Give every client budget its own card
Create one card per client, or one per campaign, and name it for the account. Set its limit to the retainer or the media budget you agreed.
Now spend is contained by design. A client's ad account is far less likely to quietly outspend its budget, because a charge above the cap can be blocked based on your controls. (Ad platforms can still bill for spend already in flight, so leave a little headroom on the cap.) And because each card is separate, one client's problem never touches another's funds.
Control ad and tool spend per account
Most agency spend flows through ad platforms and a stack of tools. A virtual card puts a ceiling on each one and a clean record under it.
- Cap each client's ad spend at the agreed media budget.

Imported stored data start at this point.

use std::{
    any::{Any, TypeId},
    collections::HashMap,
};

/// Map holding at most one value per type.
#[derive(Debug, Default)]
pub struct TypeMap(HashMap<TypeId, Box<dyn Any>>);

impl TypeMap {
    pub fn get<T: 'static>(&self) -> Option<&T> {
        self.0
            .get(&TypeId::of::<T>())
            .and_then(|value| value.downcast_ref())
    }

    pub fn insert<T: 'static>(&mut self, value: T) {
        self.0.insert(TypeId::of::<T>(), Box::new(value));
    }
}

- Restrict a card to the intended platform based on supported controls, so a leaked number is hard to reuse.
- Keep shared tools on their own card, separate from client media.
- Pause or cancel a card the moment a campaign ends, so nothing keeps billing.
Stop running every client on one number. Create a capped card per client budget and keep their spend separate from day one.
Create a client cardRebill clients without untangling a statement
The payment is half the job; the invoice is the other half. With a card per client, every charge is already grouped to the account it belongs to.
Attach a receipt to each charge, add a note, and export a statement for any client and any period when it is time to bill. The line items on your invoice match the card, so a client can see exactly what their budget bought.
If you bill clients for your team's time and costs, our guide to tracking billable client expenses goes deeper on the rebilling workflow.
Pay freelancers and contractors per project
Agencies lean on freelancers: designers, editors, developers, writers. Give each project or contractor its own card so their costs land against the right client.
Keep that pay separated and the year-end totals are easy to pull. For who needs a 1099 and the current IRS reporting threshold, see the IRS guidance on Form 1099-NEC.
Scale across clients and entities
As an agency grows it adds clients, sub-teams, and sometimes separate entities. You can create as many cards as you need under one login, and manage more than one company with a parent-and-subsidiary structure.
A reviewer can approve spend before it is booked, so an account lead signs off on their client's charges. The system you start with for three clients still fits at thirty.
People also ask
Are virtual cards good for agencies?
Yes. They let an agency give each client budget its own capped card, keep client funds separate, and rebill cleanly because every charge is already grouped to the right account, all from one dashboard.
How do agencies manage client ad budgets with virtual cards?
Create one card per client or campaign and set its limit to the agreed media budget. A charge above the cap can be blocked based on your controls, so an ad account is far less likely to quietly outspend its budget. Leave a little headroom, since platforms can bill for spend already in flight.
Can an agency keep client funds separate?
Yes. Each client runs on its own card, so spend is contained by design and one client's charges never mix with another's. You can cancel a single client card when an engagement ends without affecting the rest.
How do virtual cards help agencies rebill clients?
Every charge is grouped to the client's card with a receipt attached, and you export a statement for any client and period. The invoice line items match the card, so clients see exactly what their budget bought.
Can agencies pay freelancers with virtual cards?
Yes. Give each project or contractor its own card so costs land against the right client, and keep the pay separated so year-end 1099 totals are easy to pull.
Where can agency virtual cards be used?
They work at most merchants where Visa is accepted online, and in person through a mobile wallet where available, subject to merchant support and network conditions, which covers the ad platforms, tools, and services agencies pay for by card.